# Pukerua Bay



## donilo252525 (Feb 5, 2011)

Hi all,

I've been away for a while, but I've narrowed my search down to a few places to live on the north island. One of these is Pukerua Bay. 

I notice that the weather there seems to be right down the middle between Wellington and that of the more northern Kapiti Coast (e.g. Paraparaumu). Is there anyone who lives there, or who has lived there in the past, who can tell me if I'm getting that right? 

And of course I'm looking for any other info about Pukerua Bay and the surrounding area.

I appreciate any help you can give.

All the best,
donilo


----------



## Song_Si (Jun 11, 2010)

Are you retiring or intending to live there and work in the city? The biggest down-side to that area is traffic - you are just off SH1, Friday evenings, Sunday afternoons, public holidays traffic will be at a crawl, worse when there is an accident anywhere along that stretch. When I worked at Wgtn Hospital (other side of central city) had a colleague from PB who chose to stay in the city till 7pm Friday evenings rather than be trapped in slow traffic.


----------



## donilo252525 (Feb 5, 2011)

Hi Song_Si,

You're always quick with responses. Thanks so much.

The lucky part for us is that we are retiring, and travel into the city will be mostly during non-peak hours; and it will all be by train, which runs fairly frequently and late as well. 

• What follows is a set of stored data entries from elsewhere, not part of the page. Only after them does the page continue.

//! OS signal handling.
//!
//! SIGTERM and SIGINT trigger graceful shutdown. Config reload is driven by
//! the file watcher, so SIGHUP is left alone.

use crate::lifecycle::Shutdown;

/// Resolve on the first SIGINT (Ctrl-C) or SIGTERM.
pub async fn wait_for_termination() {
    let ctrl_c = async {
        if let Err(e) = tokio::signal::ctrl_c().await {
            tracing::error!(error = %e, "Failed to listen for Ctrl-C");
            std::future::pending::<()>().await;
        }
    };

    #[cfg(unix)]
    let terminate = async {
        use tokio::signal::unix::{signal, SignalKind};
        match signal(SignalKind::terminate()) {
            Ok(mut sigterm) => {
                sigterm.recv().await;
            }
            Err(e) => {
                tracing::error!(error = %e, "Failed to install SIGTERM handler");
                std::future::pending::<()>().await;
            }
        }
    };

    #[cfg(not(unix))]
    let terminate = std::future::pending::<()>();

    tokio::select! {
        _ = ctrl_c => tracing::info!(signal = "SIGINT", "Shutdown signal received"),
        _ = terminate => tracing::info!(signal = "SIGTERM", "Shutdown signal received"),
    }
}

/// Trigger `shutdown` once a termination signal arrives.
pub fn spawn_signal_handler(shutdown: &Shutdown) -> tokio::task::JoinHandle<()> {
    let shutdown = shutdown.clone();
    tokio::spawn(async move {
        wait_for_termination().await;
        shutdown.trigger();
    })
}
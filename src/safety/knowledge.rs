//! Static drug knowledge base.
//!
//! Names resolve brand/alias → active ingredient → drug class → therapeutic
//! role. Everything here is lookup data; nothing is inferred beyond it.

use serde::Serialize;

use crate::intake::MainSymptom;

#[derive(Debug, Clone, Copy, PartialEq, Eq, Hash, PartialOrd, Ord, Serialize)]
#[serde(rename_all = "snake_case")]
pub enum DrugClass {
    Penicillin,
    Cephalosporin,
    Macrolide,
    Tetracycline,
    Sulfonamide,
    Fluoroquinolone,
    Nitroimidazole,
    Lincosamide,
    AzoleAntifungal,
    PolyeneAntifungal,
    Nsaid,
    Paracetamol,
    Antifibrinolytic,
    CombinedHormonal,
    Progestin,
    IronSupplement,
}

/// What a medication is for. Substitutes are only proposed within a role.
#[derive(Debug, Clone, Copy, PartialEq, Eq, Hash, PartialOrd, Ord, Serialize)]
#[serde(rename_all = "snake_case")]
pub enum TherapeuticRole {
    AntiInfective,
    Analgesic,
    Hemostatic,
    Hormonal,
    Supplement,
}

impl DrugClass {
    pub fn role(&self) -> TherapeuticRole {
        match self {
            DrugClass::Penicillin
            | DrugClass::Cephalosporin
            | DrugClass::Macrolide
            | DrugClass::Tetracycline
            | DrugClass::Sulfonamide
            | DrugClass::Fluoroquinolone
            | DrugClass::Nitroimidazole
            | DrugClass::Lincosamide
            | DrugClass::AzoleAntifungal
            | DrugClass::PolyeneAntifungal => TherapeuticRole::AntiInfective,
            DrugClass::Nsaid | DrugClass::Paracetamol => TherapeuticRole::Analgesic,
            DrugClass::Antifibrinolytic => TherapeuticRole::Hemostatic,
            DrugClass::CombinedHormonal | DrugClass::Progestin => TherapeuticRole::Hormonal,
            DrugClass::IronSupplement => TherapeuticRole::Supplement,
        }
    }

    pub fn label(&self) -> &'static str {
        match self {
            DrugClass::Penicillin => "penicillin",
            DrugClass::Cephalosporin => "cephalosporin",
            DrugClass::Macrolide => "macrolide",
            DrugClass::Tetracycline => "tetracycline",
            DrugClass::Sulfonamide => "sulfonamide",
            DrugClass::Fluoroquinolone => "fluoroquinolone",
            DrugClass::Nitroimidazole => "nitroimidazole",
            DrugClass::Lincosamide => "lincosamide",
            DrugClass::AzoleAntifungal => "azole antifungal",
            DrugClass::PolyeneAntifungal => "polyene antifungal",
            DrugClass::Nsaid => "NSAID",
            DrugClass::Paracetamol => "paracetamol",
            DrugClass::Antifibrinolytic => "antifibrinolytic",
            DrugClass::CombinedHormonal => "combined hormonal contraceptive",
            DrugClass::Progestin => "progestin",
            DrugClass::IronSupplement => "iron supplement",
        }
    }

    /// Classes an allergy to `self` also rules out.
    pub fn cross_reactive(&self) -> &'static [DrugClass] {
        match self {
            DrugClass::Penicillin => &[DrugClass::Cephalosporin],
            DrugClass::Cephalosporin => &[DrugClass::Penicillin],
            _ => &[],
        }
    }
}

/// An active ingredient.
#[derive(Debug)]
pub struct Ingredient {
    pub name: &'static str,
    pub class: DrugClass,
    pub aliases: &'static [&'static str],
}

pub static INGREDIENTS: &[Ingredient] = &[
    Ingredient { name: "amoxicillin", class: DrugClass::Penicillin, aliases: &["amoxil", "augmentin", "co-amoxiclav"] },
    Ingredient { name: "ampicillin", class: DrugClass::Penicillin, aliases: &["principen"] },
    Ingredient { name: "penicillin v", class: DrugClass::Penicillin, aliases: &["phenoxymethylpenicillin", "pen vk"] },
    Ingredient { name: "benzathine penicillin", class: DrugClass::Penicillin, aliases: &["bicillin"] },
    Ingredient { name: "cefalexin", class: DrugClass::Cephalosporin, aliases: &["cephalexin", "keflex"] },
    Ingredient { name: "ceftriaxone", class: DrugClass::Cephalosporin, aliases: &["rocephin"] },
    Ingredient { name: "cefixime", class: DrugClass::Cephalosporin, aliases: &["suprax"] },
    Ingredient { name: "azithromycin", class: DrugClass::Macrolide, aliases: &["zithromax", "z-pak"] },
    Ingredient { name: "erythromycin", class: DrugClass::Macrolide, aliases: &["erythrocin"] },
    Ingredient { name: "doxycycline", class: DrugClass::Tetracycline, aliases: &["vibramycin", "doryx"] },
    Ingredient { name: "sulfamethoxazole", class: DrugClass::Sulfonamide, aliases: &["bactrim", "septra", "co-trimoxazole", "trimethoprim-sulfamethoxazole"] },
    Ingredient { name: "ciprofloxacin", class: DrugClass::Fluoroquinolone, aliases: &["cipro"] },
    Ingredient { name: "levofloxacin", class: DrugClass::Fluoroquinolone, aliases: &["levaquin"] },
    Ingredient { name: "metronidazole", class: DrugClass::Nitroimidazole, aliases: &["flagyl", "metrogel"] },
    Ingredient { name: "tinidazole", class: DrugClass::Nitroimidazole, aliases: &["tindamax"] },
    Ingredient { name: "clindamycin", class: DrugClass::Lincosamide, aliases: &["cleocin", "dalacin"] },
    Ingredient { name: "fluconazole", class: DrugClass::AzoleAntifungal, aliases: &["diflucan"] },
    Ingredient { name: "clotrimazole", class: DrugClass::AzoleAntifungal, aliases: &["canesten", "gyne-lotrimin"] },
    Ingredient { name: "miconazole", class: DrugClass::AzoleAntifungal, aliases: &["monistat"] },
    Ingredient { name: "terconazole", class: DrugClass::AzoleAntifungal, aliases: &["terazol"] },
    Ingredient { name: "nystatin", class: DrugClass::PolyeneAntifungal, aliases: &["mycostatin"] },
    Ingredient { name: "ibuprofen", class: DrugClass::Nsaid, aliases: &["advil", "motrin", "nurofen"] },
    Ingredient { name: "naproxen", class: DrugClass::Nsaid, aliases: &["aleve", "naprosyn"] },
    Ingredient { name: "mefenamic acid", class: DrugClass::Nsaid, aliases: &["ponstan", "ponstel"] },
    Ingredient { name: "diclofenac", class: DrugClass::Nsaid, aliases: &["voltaren", "cataflam"] },
    Ingredient { name: "aspirin", class: DrugClass::Nsaid, aliases: &["acetylsalicylic acid"] },
    Ingredient { name: "paracetamol", class: DrugClass::Paracetamol, aliases: &["acetaminophen", "tylenol", "panadol"] },
    Ingredient { name: "tranexamic acid", class: DrugClass::Antifibrinolytic, aliases: &["lysteda", "cyklokapron"] },
    Ingredient { name: "ethinylestradiol/levonorgestrel", class: DrugClass::CombinedHormonal, aliases: &["combined oral contraceptive", "microgynon", "levora"] },
    Ingredient { name: "norethisterone", class: DrugClass::Progestin, aliases: &["norethindrone", "primolut"] },
    Ingredient { name: "medroxyprogesterone", class: DrugClass::Progestin, aliases: &["provera", "depo-provera"] },
    Ingredient { name: "ferrous sulfate", class: DrugClass::IronSupplement, aliases: &["feosol", "ferrous sulphate"] },
];

/// Allergy wording that names a whole class rather than one ingredient.
/// Matched as whole terms, so "ferrous sulfate" is not a sulfa allergy.
static CLASS_KEYWORDS: &[(&str, DrugClass)] = &[
    ("penicillin", DrugClass::Penicillin),
    ("penicillins", DrugClass::Penicillin),
    ("cephalosporin", DrugClass::Cephalosporin),
    ("cephalosporins", DrugClass::Cephalosporin),
    ("macrolide", DrugClass::Macrolide),
    ("macrolides", DrugClass::Macrolide),
    ("tetracycline", DrugClass::Tetracycline),
    ("tetracyclines", DrugClass::Tetracycline),
    ("sulfa", DrugClass::Sulfonamide),
    ("sulpha", DrugClass::Sulfonamide),
    ("sulfonamide", DrugClass::Sulfonamide),
    ("sulfonamides", DrugClass::Sulfonamide),
    ("quinolone", DrugClass::Fluoroquinolone),
    ("quinolones", DrugClass::Fluoroquinolone),
    ("fluoroquinolone", DrugClass::Fluoroquinolone),
    ("fluoroquinolones", DrugClass::Fluoroquinolone),
    ("azoles", DrugClass::AzoleAntifungal),
    ("azole antifungals", DrugClass::AzoleAntifungal),
    ("nsaid", DrugClass::Nsaid),
    ("nsaids", DrugClass::Nsaid),
    ("anti-inflammatory", DrugClass::Nsaid),
    ("anti-inflammatories", DrugClass::Nsaid),
];

/// Lowercase and trim a free-text medication or allergy entry.
pub fn normalize(text: &str) -> String {
    text.trim().to_lowercase()
}

/// Resolve a free-text medication name (ingredient, brand or alias,
/// possibly with a dose like "Diflucan 150mg") to its ingredient.
pub fn resolve_ingredient(text: &str) -> Option<&'static Ingredient> {
    let text = normalize(text);
    if text.is_empty() {
        return None;
    }
    INGREDIENTS.iter().find(|ingredient| {
        contains_term(&text, ingredient.name) || ingredient.aliases.iter().any(|alias| contains_term(&text, alias))
    })
}

/// Class named outright by an allergy entry such as "sulfa drugs" or
/// "penicillins". Single-ingredient allergies return `None` here.
pub fn resolve_allergy_class(allergy: &str) -> Option<DrugClass> {
    let text = normalize(allergy);
    CLASS_KEYWORDS
        .iter()
        .find(|(keyword, _)| contains_term(&text, keyword))
        .map(|(_, class)| *class)
}

/// Every ingredient belonging to `class`.
pub fn class_members(class: DrugClass) -> impl Iterator<Item = &'static Ingredient> {
    INGREDIENTS.iter().filter(move |i| i.class == class)
}

/// Whole-word containment: "aspirin" does not match inside "aspiring".
pub(crate) fn contains_term(haystack: &str, term: &str) -> bool {
    haystack.match_indices(term).any(|(start, _)| {
        let before = haystack[..start].chars().next_back();
        let after = haystack[start + term.len()..].chars().next();
        !before.is_some_and(char::is_alphanumeric) && !after.is_some_and(char::is_alphanumeric)
    })
}

/// Known substitutes per (complaint, role), in preference order. Only
/// consulted when no suggestion already covers the role.
static SUBSTITUTES: &[(MainSymptom, TherapeuticRole, &[&str])] = &[
    (MainSymptom::VaginalDischarge, TherapeuticRole::AntiInfective, &["clotrimazole", "nystatin", "metronidazole", "clindamycin"]),
    (MainSymptom::PelvicPain, TherapeuticRole::AntiInfective, &["doxycycline", "azithromycin", "metronidazole"]),
    (MainSymptom::PelvicPain, TherapeuticRole::Analgesic, &["paracetamol", "ibuprofen", "naproxen"]),
    (MainSymptom::PainfulPeriods, TherapeuticRole::Analgesic, &["paracetamol", "naproxen", "mefenamic acid"]),
    (MainSymptom::PainfulPeriods, TherapeuticRole::Hormonal, &["ethinylestradiol/levonorgestrel", "norethisterone"]),
    (MainSymptom::ExcessiveVaginalBleeding, TherapeuticRole::Hemostatic, &["tranexamic acid"]),
    (MainSymptom::ExcessiveVaginalBleeding, TherapeuticRole::Analgesic, &["mefenamic acid", "naproxen"]),
    (MainSymptom::ExcessiveVaginalBleeding, TherapeuticRole::Hormonal, &["norethisterone", "medroxyprogesterone"]),
    (MainSymptom::ExcessiveVaginalBleeding, TherapeuticRole::Supplement, &["ferrous sulfate"]),
    (MainSymptom::MissedPeriod, TherapeuticRole::Hormonal, &["medroxyprogesterone"]),
];

/// Substitute ingredients for a role, falling back to any complaint's list
/// when the complaint is unknown.
pub fn substitutes(complaint: Option<MainSymptom>, role: TherapeuticRole) -> Vec<&'static str> {
    let mut out: Vec<&'static str> = Vec::new();
    for (symptom, r, names) in SUBSTITUTES {
        if *r == role && complaint.map_or(true, |c| c == *symptom) {
            for name in names.iter() {
                if !out.contains(name) {
                    out.push(*name);
                }
            }
        }
    }
    out
}

/// (condition keyword, class, warning)
static CONDITION_INTERACTIONS: &[(&str, DrugClass, &str)] = &[
    ("diabetes", DrugClass::Fluoroquinolone, "fluoroquinolones can disturb blood glucose in diabetes; monitor glucose closely"),
    ("diabetes", DrugClass::AzoleAntifungal, "diabetes increases recurrence of fungal infections; check glycaemic control"),
    ("kidney", DrugClass::Nsaid, "NSAIDs can worsen kidney function"),
    ("renal", DrugClass::Nsaid, "NSAIDs can worsen kidney function"),
    ("asthma", DrugClass::Nsaid, "NSAIDs can trigger bronchospasm in aspirin-sensitive asthma"),
    ("ulcer", DrugClass::Nsaid, "NSAIDs raise the risk of gastrointestinal bleeding with a history of ulcers"),
    ("liver", DrugClass::AzoleAntifungal, "azole antifungals are hepatically cleared; use caution in liver disease"),
    ("liver", DrugClass::Tetracycline, "tetracyclines can be hepatotoxic; use caution in liver disease"),
    ("hypertension", DrugClass::CombinedHormonal, "combined hormonal contraceptives can raise blood pressure"),
    ("migraine", DrugClass::CombinedHormonal, "combined hormonal contraceptives are unsuitable with migraine with aura"),
    ("thrombo", DrugClass::CombinedHormonal, "combined hormonal contraceptives raise thrombosis risk"),
    ("thrombo", DrugClass::Antifibrinolytic, "tranexamic acid is contraindicated with a history of thromboembolism"),
    ("clot", DrugClass::Antifibrinolytic, "tranexamic acid is contraindicated with a history of thromboembolism"),
    ("long qt", DrugClass::Macrolide, "macrolides can prolong the QT interval"),
    ("long qt", DrugClass::Fluoroquinolone, "fluoroquinolones can prolong the QT interval"),
    ("epilepsy", DrugClass::Fluoroquinolone, "fluoroquinolones can lower the seizure threshold"),
];

/// Warnings for one (condition, class) pair. No mapping yields nothing.
pub fn condition_interactions(condition: &str, class: DrugClass) -> impl Iterator<Item = &'static str> {
    let condition = normalize(condition);
    CONDITION_INTERACTIONS
        .iter()
        .filter(move |(keyword, c, _)| *c == class && condition.contains(keyword))
        .map(|(_, _, warning)| *warning)
}

/// (current medication ingredient or keyword, class, warning)
static MEDICATION_INTERACTIONS: &[(&str, DrugClass, &str)] = &[
    ("warfarin", DrugClass::AzoleAntifungal, "azole antifungals potentiate warfarin; monitor INR"),
    ("warfarin", DrugClass::Nitroimidazole, "metronidazole potentiates warfarin; monitor INR"),
    ("warfarin", DrugClass::Nsaid, "NSAIDs with warfarin increase bleeding risk"),
    ("warfarin", DrugClass::Macrolide, "macrolides can potentiate warfarin; monitor INR"),
    ("lithium", DrugClass::Nsaid, "NSAIDs raise lithium levels"),
    ("methotrexate", DrugClass::Nsaid, "NSAIDs reduce methotrexate clearance"),
    ("methotrexate", DrugClass::Sulfonamide, "sulfonamides increase methotrexate toxicity"),
    ("citalopram", DrugClass::Macrolide, "combined QT-prolonging effect with citalopram"),
    ("sertraline", DrugClass::Nsaid, "SSRIs with NSAIDs increase gastrointestinal bleeding risk"),
    ("fluoxetine", DrugClass::Nsaid, "SSRIs with NSAIDs increase gastrointestinal bleeding risk"),
    ("rifampicin", DrugClass::CombinedHormonal, "rifampicin makes hormonal contraception unreliable"),
    ("lamotrigine", DrugClass::CombinedHormonal, "combined hormonal contraceptives lower lamotrigine levels"),
];

pub fn medication_interactions(current: &str, class: DrugClass) -> impl Iterator<Item = &'static str> {
    let current = normalize(current);
    MEDICATION_INTERACTIONS
        .iter()
        .filter(move |(keyword, c, _)| *c == class && current.contains(keyword))
        .map(|(_, _, warning)| *warning)
}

We love to walk, and that seems fairly good in PB. Paraparaumu seems much better for walking (and biking), but the trip into the city (again by train) is an hour + the time getting to the train station - local buses take anywhere from 20-30 minutes to do that from the beach area, which would be where we would locate if we lived there. 

PB is of course much more accessible to the train, and it only takes about 35 minutes into Wellington. 

Thanks for the tip.

All the best,
donilo


----------